I created an init container to mount volume.
Here is an example and actually I will use the volume to inject something into main container for monitoring purpose. Imagine I will do this for all current running pods, it is not good to rebuild all images.
init container dockerfile:
FROM alpine:3.15
RUN apk add curl
RUN curl -Lo /tmp/resource.zip "https://some/resource.zip" && unzip /tmp/resource.zip -d /data/
pod yaml:
...
volumes:
- name: my-volume
emptyDir: {}
initContainers:
- name: my-volume
image: init/container/image:tag
command: ['sh']
args: ['-c', 'cp -r /data/* /var/volume/']
volumeMounts:
- name: my-volume
mountPath: /var/volume
containers:
- name: main-app
image: python:3.9-alpine
command: ['sh']
args: ['-c', 'cd /var/volume && python -m http.server 80']
volumeMounts:
- name: my-volume
mountPath: /var/volume
...
Will init container keep consuming cpu and memory during runtime? Is it like a job that just exits before main container? If so, how is the volume provided after init container exits?

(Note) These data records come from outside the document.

// 错误处理模块
// 定义统一的错误类型和处理逻辑

pub mod types;
pub mod middleware;
pub mod response;


pub use types::*;
pub use middleware::*;
pub use response::*;
// 错误响应格式化

use crate::errors::PlugHostError;
use actix_web::HttpResponse;
use chrono::{DateTime, Utc};
use serde::{Deserialize, Serialize};


/// 错误响应结构
#[derive(Debug, Serialize, Deserialize)]
pub struct ErrorResponse {
    pub success: bool,
    pub error: ErrorDetail,
    pub timestamp: DateTime<Utc>,
}

/// 错误详情
#[derive(Debug, Serialize, Deserialize)]
pub struct ErrorDetail {
    pub code: String,
    pub message: String,
    pub details: Option<serde_json::Value>,
}

impl ErrorResponse {
    /// 从 PlugHostError 创建错误响应
    pub fn from_error(error: &PlugHostError) -> Self {
        // 根据错误类型设置详细信息
        let details = match error {
            PlugHostError::Validation { field, .. } => {
                Some(serde_json::json!({ "field": field }))
            }
            PlugHostError::InvalidAttribute { attribute } => {
                Some(serde_json::json!({ "attribute": attribute }))
            }
            PlugHostError::MethodNotAllowed { method, path } => {
                Some(serde_json::json!({ "method": method, "path": path }))
            }
            PlugHostError::Discovery { source_id, .. } => {
                Some(serde_json::json!({ "source_id": source_id }))
            }
            PlugHostError::ExternalCommand { command, .. } => {
                Some(serde_json::json!({ "command": command }))
            }
            PlugHostError::Timeout { operation } => {
                Some(serde_json::json!({ "operation": operation }))
            }
            _ => None,
        };

        Self {
            success: false,
            error: ErrorDetail {
                code: error.error_code().to_string(),
                message: error.to_string(),
                details,
            },
            timestamp: Utc::now(),
        }
    }

    /// 转换为 HTTP 响应
    pub fn into_http_response(self) -> HttpResponse {
        let status_code = match self.error.code.as_str() {
            "CONFIGURATION_ERROR" => 500,
            "VALIDATION_ERROR" => 400,
            "NOT_FOUND" => 404,
            "INVALID_ATTRIBUTE" => 400,
            "FORBIDDEN" => 403,
            "METHOD_NOT_ALLOWED" => 405,
            "CONFLICT" => 409,
            "STORAGE_ERROR" => 500,
            "DISCOVERY_ERROR" => 500,
            "EXTERNAL_COMMAND_ERROR" => 500,
            "INTERNAL_ERROR" => 500,
            "TIMEOUT_ERROR" => 408,
            _ => 500,
        };

        HttpResponse::build(
            actix_web::http::StatusCode::from_u16(status_code)
                .unwrap_or(actix_web::http::StatusCode::INTERNAL_SERVER_ERROR),
        )
        .json(self)
    }
}
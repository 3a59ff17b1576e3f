// 日志系统模块
// 配置结构化日志记录和追踪

pub mod setup;


pub use setup::*;
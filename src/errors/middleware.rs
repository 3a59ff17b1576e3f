// 错误处理中间件


use actix_web::{
    dev::{forward_ready, Service, ServiceRequest, ServiceResponse, Transform},
    http::header::{HeaderName, HeaderValue},
    Error, HttpMessage,
};
use futures::future::LocalBoxFuture;
use std::{
    future::{ready, Ready},
    rc::Rc,
};
use tracing::{error, info, warn};
use uuid::Uuid;

/// 请求 ID 响应头
pub const REQUEST_ID_HEADER: &str = "x-request-id";

/// 请求 ID，存放在请求扩展中
#[derive(Debug, Clone)]
pub struct RequestId(pub String);

/// 错误处理中间件
///
/// 为每个请求分配请求 ID（优先沿用客户端传入的 `X-Request-ID`），
/// 记录耗时和状态，并把请求 ID 写回响应头。
pub struct ErrorHandlerMiddleware;

impl<S, B> Transform<S, ServiceRequest> for ErrorHandlerMiddleware
where
    S: Service<ServiceRequest, Response = ServiceResponse<B>, Error = Error> + 'static,
    S::Future: 'static,
    B: 'static,
{
    type Response = ServiceResponse<B>;
    type Error = Error;
    type InitError = ();
    type Transform = ErrorHandlerMiddlewareService<S>;
    type Future = Ready<Result<Self::Transform, Self::InitError>>;

    fn new_transform(&self, service: S) -> Self::Future {
        ready(Ok(ErrorHandlerMiddlewareService {
            service: Rc::new(service),
        }))
    }
}

pub struct ErrorHandlerMiddlewareService<S> {
    service: Rc<S>,
}

impl<S, B> Service<ServiceRequest> for ErrorHandlerMiddlewareService<S>
where
    S: Service<ServiceRequest, Response = ServiceResponse<B>, Error = Error> + 'static,
    S::Future: 'static,
    B: 'static,
{
    type Response = ServiceResponse<B>;
    type Error = Error;
    type Future = LocalBoxFuture<'static, Result<Self::Response, Self::Error>>;

    forward_ready!(service);

    fn call(&self, req: ServiceRequest) -> Self::Future {
        let service = self.service.clone();

        Box::pin(async move {
            // 从请求头获取或生成请求 ID
            let request_id = req
                .headers()
                .get(REQUEST_ID_HEADER)
                .and_then(|h| h.to_str().ok())
                .map(|s| s.to_string())
                .unwrap_or_else(|| Uuid::new_v4().to_string());
            req.extensions_mut().insert(RequestId(request_id.clone()));

            // 记录请求开始
            let method = req.method().clone();
            let path = req.path().to_string();
            let start_time = std::time::Instant::now();

            info!(
                request_id = %request_id,
                method = %method,
                path = %path,
                "开始处理请求"
            );

            // 调用下一个服务
            let result = service.call(req).await;

            // 计算处理时间
            let duration = start_time.elapsed();

            match result {
                Ok(mut response) => {
                    let status = response.status();

                    if status.is_success() || status.is_informational() {
                        info!(
                            request_id = %request_id,
                            method = %method,
                            path = %path,
                            status = %status.as_u16(),
                            duration_ms = %duration.as_millis(),
                            "请求处理成功"
                        );
                    } else if status.is_client_error() {
                        warn!(
                            request_id = %request_id,
                            method = %method,
                            path = %path,
                            status = %status.as_u16(),
                            duration_ms = %duration.as_millis(),
                            "客户端错误"
                        );
                    } else {
                        error!(
                            request_id = %request_id,
                            method = %method,
                            path = %path,
                            status = %status.as_u16(),
                            duration_ms = %duration.as_millis(),
                            "服务器错误"
                        );
                    }

                    if let Ok(value) = HeaderValue::from_str(&request_id) {
                        response
                            .headers_mut()
                            .insert(HeaderName::from_static(REQUEST_ID_HEADER), value);
                    }

                    Ok(response)
                }
                Err(err) => {
                    error!(
                        request_id = %request_id,
                        method = %method,
                        path = %path,
                        error = %err,
                        duration_ms = %duration.as_millis(),
                        "请求处理失败"
                    );

                    Err(err)
                }
            }
        })
    }
}
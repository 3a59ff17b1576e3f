// 插件管理器测试

#[cfg(test)]
mod tests {
    use std::collections::HashMap;
    use std::sync::atomic::{AtomicBool, AtomicUsize, Ordering};
    use std::sync::{Arc, Mutex as StdMutex};

    use actix_web::http::Method;
    use actix_web::HttpResponse;
    use async_trait::async_trait;
    use serde_json::{json, Map, Value};

    use crate::errors::PlugHostError;
    use crate::plugins::{
        JsonFileSettingsStore, Plugin, PluginManager, PluginMetadata, PluginSettings,
        PluginSource, RouteGroup, RouteMatch, RouteTable, SettingsOverrides, SettingsStore,
    };

    struct TestPlugin {
        metadata: PluginMetadata,
        paths: Vec<&'static str>,
    }

    impl Plugin for TestPlugin {
        fn metadata(&self) -> PluginMetadata {
            self.metadata.clone()
        }

        fn register_routes(&self, routes: &mut RouteGroup) {
            for path in &self.paths {
                routes.get(path, |_req| async { Ok::<_, PlugHostError>(HttpResponse::Ok().finish()) });
            }
        }
    }

    fn source(id: &'static str, position: i64, paths: Vec<&'static str>) -> PluginSource {
        PluginSource::of(id, move || TestPlugin {
            metadata: PluginMetadata {
                name: id.to_string(),
                position,
                ..PluginMetadata::default()
            },
            paths: paths.clone(),
        })
    }

    /// 内存设置存储，可以模拟读写失败
    #[derive(Default)]
    struct MemoryStore {
        records: StdMutex<HashMap<String, SettingsOverrides>>,
        fail_reads: AtomicBool,
        fail_writes: AtomicBool,
        saves: AtomicUsize,
    }

    impl MemoryStore {
        fn with_record(id: &str, record: Value) -> Self {
            let store = Self::default();
            if let Value::Object(map) = record {
                store.records.lock().unwrap().insert(id.to_string(), map);
            }
            store
        }

        fn record(&self, id: &str) -> Option<SettingsOverrides> {
            self.records.lock().unwrap().get(id).cloned()
        }
    }

    #[async_trait]
    impl SettingsStore for MemoryStore {
        async fn load(&self) -> Result<HashMap<String, SettingsOverrides>, PlugHostError> {
            if self.fail_reads.load(Ordering::SeqCst) {
                return Err(PlugHostError::storage("读取失败"));
            }
            Ok(self.records.lock().unwrap().clone())
        }

        async fn save(&self, plugin_id: &str, settings: &PluginSettings) -> Result<(), PlugHostError> {
            if self.fail_writes.load(Ordering::SeqCst) {
                return Err(PlugHostError::storage("写入失败"));
            }
            let Value::Object(record) = serde_json::to_value(settings).unwrap() else {
                panic!("设置必须序列化为对象");
            };
            self.records
                .lock()
                .unwrap()
                .insert(plugin_id.to_string(), record);
            self.saves.fetch_add(1, Ordering::SeqCst);
            Ok(())
        }
    }

    fn manager(sources: Vec<PluginSource>, store: Arc<MemoryStore>) -> PluginManager {
        PluginManager::new(sources, store, Arc::new(RouteTable::new()), "/plugins")
    }

    async fn is_routed(manager: &PluginManager, path: &str) -> bool {
        matches!(
            manager.route_table().resolve(&Method::GET, path).await,
            RouteMatch::Found { .. }
        )
    }

    #[tokio::test]
    async fn test_disable_then_enable_restores_same_handler() {
        let store = Arc::new(MemoryStore::default());
        let manager = manager(vec![source("alpha", 1, vec!["/ping"])], store);
        manager.reload().await.unwrap();

        let RouteMatch::Found { handler: before, .. } =
            manager.route_table().resolve(&Method::GET, "/plugins/alpha/ping").await
        else {
            panic!("启用的插件应当有路由");
        };

        manager.disable("alpha").await.unwrap();
        assert!(!is_routed(&manager, "/plugins/alpha/ping").await);
        assert_eq!(manager.route_table().handles_for("alpha").await, 0);

        manager.enable("alpha").await.unwrap();
        let RouteMatch::Found { handler: after, .. } =
            manager.route_table().resolve(&Method::GET, "/plugins/alpha/ping").await
        else {
            panic!("重新启用后路由应当恢复");
        };
        assert!(Arc::ptr_eq(&before, &after));
        assert_eq!(manager.route_table().handles_for("alpha").await, 1);
    }

    #[tokio::test]
    async fn test_list_excludes_disabled_and_sorts_by_position() {
        let store = Arc::new(MemoryStore::default());
        let manager = manager(
            vec![
                source("three", 3, vec![]),
                source("last", -1, vec![]),
                source("one", 1, vec![]),
                source("hidden", 2, vec![]),
            ],
            store,
        );
        manager.reload().await.unwrap();
        manager.disable("hidden").await.unwrap();

        let ids: Vec<_> = manager.list().await.into_iter().map(|p| p.id).collect();
        assert_eq!(ids, vec!["one", "three", "last"]);

        // 全部列表保持发现顺序
        let all: Vec<_> = manager.all().await.into_iter().map(|p| p.id).collect();
        assert_eq!(all, vec!["three", "last", "one", "hidden"]);
    }

    #[tokio::test]
    async fn test_update_icon_changes_only_icon() {
        let store = Arc::new(MemoryStore::default());
        let manager = manager(vec![source("alpha", 1, vec!["/ping"])], store.clone());
        manager.reload().await.unwrap();
        let before = manager.get("alpha").await.unwrap();

        let info = manager
            .update_attribute("alpha", "icon", json!("\u{f0e7}"))
            .await
            .unwrap();

        assert_eq!(info.icon, "\u{f0e7}");
        assert_eq!(info.name, before.name);
        assert_eq!(info.enabled, before.enabled);
        assert_eq!(info.position, before.position);
        assert!(is_routed(&manager, "/plugins/alpha/ping").await);

        let record = store.record("alpha").unwrap();
        assert_eq!(record["icon"], json!("\u{f0e7}"));
        assert_eq!(record["enabled"], json!(true));
    }

    #[tokio::test]
    async fn test_unknown_attribute_leaves_state_untouched() {
        let store = Arc::new(MemoryStore::default());
        let manager = manager(vec![source("alpha", 1, vec![])], store.clone());
        manager.reload().await.unwrap();
        let before = manager.get("alpha").await.unwrap();

        let mut attributes = Map::new();
        attributes.insert("icon".to_string(), json!("x"));
        attributes.insert("color".to_string(), json!("red"));
        let err = manager.update_attributes("alpha", &attributes).await.unwrap_err();

        assert!(matches!(err, PlugHostError::InvalidAttribute { ref attribute } if attribute == "color"));
        assert_eq!(manager.get("alpha").await.unwrap(), before);
        assert_eq!(store.saves.load(Ordering::SeqCst), 0);
    }

    #[tokio::test]
    async fn test_wrong_value_type_is_validation_error() {
        let store = Arc::new(MemoryStore::default());
        let manager = manager(vec![source("alpha", 1, vec![])], store.clone());
        manager.reload().await.unwrap();

        let err = manager
            .update_attribute("alpha", "enabled", json!("yes"))
            .await
            .unwrap_err();
        assert!(matches!(err, PlugHostError::Validation { .. }));
        assert!(manager.get("alpha").await.unwrap().enabled);
        assert_eq!(store.saves.load(Ordering::SeqCst), 0);
    }

    #[tokio::test]
    async fn test_unknown_plugin_is_not_found() {
        let store = Arc::new(MemoryStore::default());
        let manager = manager(vec![source("alpha", 1, vec![])], store);
        manager.reload().await.unwrap();

        assert!(matches!(
            manager.enable("ghost").await,
            Err(PlugHostError::NotFound { .. })
        ));
        // 插件不存在优先于属性名错误
        assert!(matches!(
            manager.update_attribute("ghost", "color", json!(1)).await,
            Err(PlugHostError::NotFound { .. })
        ));
    }

    #[tokio::test]
    async fn test_empty_update_does_not_persist() {
        let store = Arc::new(MemoryStore::default());
        let manager = manager(vec![source("alpha", 1, vec![])], store.clone());
        manager.reload().await.unwrap();

        let info = manager.update_attributes("alpha", &Map::new()).await.unwrap();
        assert_eq!(info.id, "alpha");
        assert_eq!(store.saves.load(Ordering::SeqCst), 0);
    }

    #[tokio::test]
    async fn test_persisted_disable_wins_on_reload() {
        let store = Arc::new(MemoryStore::with_record(
            "alpha",
            json!({ "enabled": false, "position": 7 }),
        ));
        let manager = manager(vec![source("alpha", 1, vec!["/ping"])], store);
        let summary = manager.reload().await.unwrap();

        assert_eq!(summary.discovered, 1);
        assert_eq!(summary.mounted, 0);
        let info = manager.get("alpha").await.unwrap();
        assert!(!info.enabled);
        assert_eq!(info.position, 7);
        assert!(!is_routed(&manager, "/plugins/alpha/ping").await);
        assert!(manager.list().await.is_empty());
    }

    #[tokio::test]
    async fn test_settings_survive_manager_restart() {
        let store = Arc::new(MemoryStore::default());
        let first = manager(vec![source("alpha", 1, vec!["/ping"])], store.clone());
        first.reload().await.unwrap();
        first.set_position("alpha", 9).await.unwrap();
        first.disable("alpha").await.unwrap();

        let second = manager(vec![source("alpha", 1, vec!["/ping"])], store);
        second.reload().await.unwrap();
        let info = second.get("alpha").await.unwrap();
        assert_eq!(info.position, 9);
        assert!(!info.enabled);
    }

    #[tokio::test]
    async fn test_concurrent_enable_mounts_once() {
        let store = Arc::new(MemoryStore::default());
        let manager = manager(vec![source("alpha", 1, vec!["/ping"])], store);
        manager.reload().await.unwrap();
        manager.disable("alpha").await.unwrap();

        let (a, b) = tokio::join!(manager.enable("alpha"), manager.enable("alpha"));
        assert!(a.is_ok() && b.is_ok());
        assert_eq!(manager.route_table().handles_for("alpha").await, 1);
        assert_eq!(manager.route_table().route_count().await, 1);
    }

    #[tokio::test]
    async fn test_broken_sources_are_skipped() {
        let store = Arc::new(MemoryStore::default());
        let sources = vec![
            source("alpha", 1, vec!["/ping"]),
            PluginSource::new("broken", || Err(PlugHostError::internal("构造失败"))),
            source("alpha", 2, vec!["/other"]),
            source("bad_route", 3, vec!["no-leading-slash"]),
            source("beta", 4, vec!["/ping"]),
        ];
        let manager = manager(sources, store);
        let summary = manager.reload().await.unwrap();

        assert_eq!(summary.discovered, 2);
        assert_eq!(summary.skipped, 3);
        assert_eq!(summary.mounted, 2);
        let ids: Vec<_> = manager.all().await.into_iter().map(|p| p.id).collect();
        assert_eq!(ids, vec!["alpha", "beta"]);
        assert!(is_routed(&manager, "/plugins/beta/ping").await);
    }

    #[tokio::test]
    async fn test_failed_save_rolls_back() {
        let store = Arc::new(MemoryStore::default());
        let manager = manager(vec![source("alpha", 1, vec!["/ping"])], store.clone());
        manager.reload().await.unwrap();

        store.fail_writes.store(true, Ordering::SeqCst);
        let err = manager.disable("alpha").await.unwrap_err();
        assert!(matches!(err, PlugHostError::Storage { .. }));

        assert!(manager.get("alpha").await.unwrap().enabled);
        assert!(is_routed(&manager, "/plugins/alpha/ping").await);
        assert_eq!(manager.route_table().handles_for("alpha").await, 1);
    }

    #[tokio::test]
    async fn test_reload_keeps_registry_when_store_unreadable() {
        let store = Arc::new(MemoryStore::default());
        let manager = manager(vec![source("alpha", 1, vec!["/ping"])], store.clone());
        manager.reload().await.unwrap();

        store.fail_reads.store(true, Ordering::SeqCst);
        assert!(matches!(
            manager.reload().await,
            Err(PlugHostError::Storage { .. })
        ));

        assert_eq!(manager.all().await.len(), 1);
        assert!(is_routed(&manager, "/plugins/alpha/ping").await);
    }

    #[tokio::test]
    async fn test_reload_remounts_without_duplicates() {
        let store = Arc::new(MemoryStore::default());
        let manager = manager(vec![source("alpha", 1, vec!["/ping", "/pong"])], store);
        manager.reload().await.unwrap();
        manager.reload().await.unwrap();

        assert_eq!(manager.route_table().handles_for("alpha").await, 1);
        assert_eq!(manager.route_table().route_count().await, 2);
    }

    #[tokio::test]
    async fn test_missing_settings_file_uses_defaults() {
        let dir = tempfile::tempdir().unwrap();
        let path = dir.path().join("missing").join("plugins_settings.json");
        let store = Arc::new(JsonFileSettingsStore::new(&path));
        assert!(store.load().await.unwrap().is_empty());

        let manager = PluginManager::new(
            vec![source("alpha", 1, vec![])],
            store,
            Arc::new(RouteTable::new()),
            "/plugins",
        );
        manager.reload().await.unwrap();
        manager.set_position("alpha", 5).await.unwrap();

        // 第一次保存时创建文件
        let saved: Value = serde_json::from_str(&std::fs::read_to_string(&path).unwrap()).unwrap();
        assert_eq!(saved["alpha"]["position"], json!(5));
    }
}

CodePudding user response:
Containers that run in the same pod, behave like they are running in the same 'logical host'. There will only be one IP number associated with it, and there will be only one set of storage volumes associated with it, which can be mounted on multiple containers at the same time.
The docker engine will create a single persistent volume 'my-volume', and then first run the init-container process with that volume mounted on it, and then the main app with the same volume (and also the same IP address).
The cpu and memory resources for the init-container are released when that container finishes.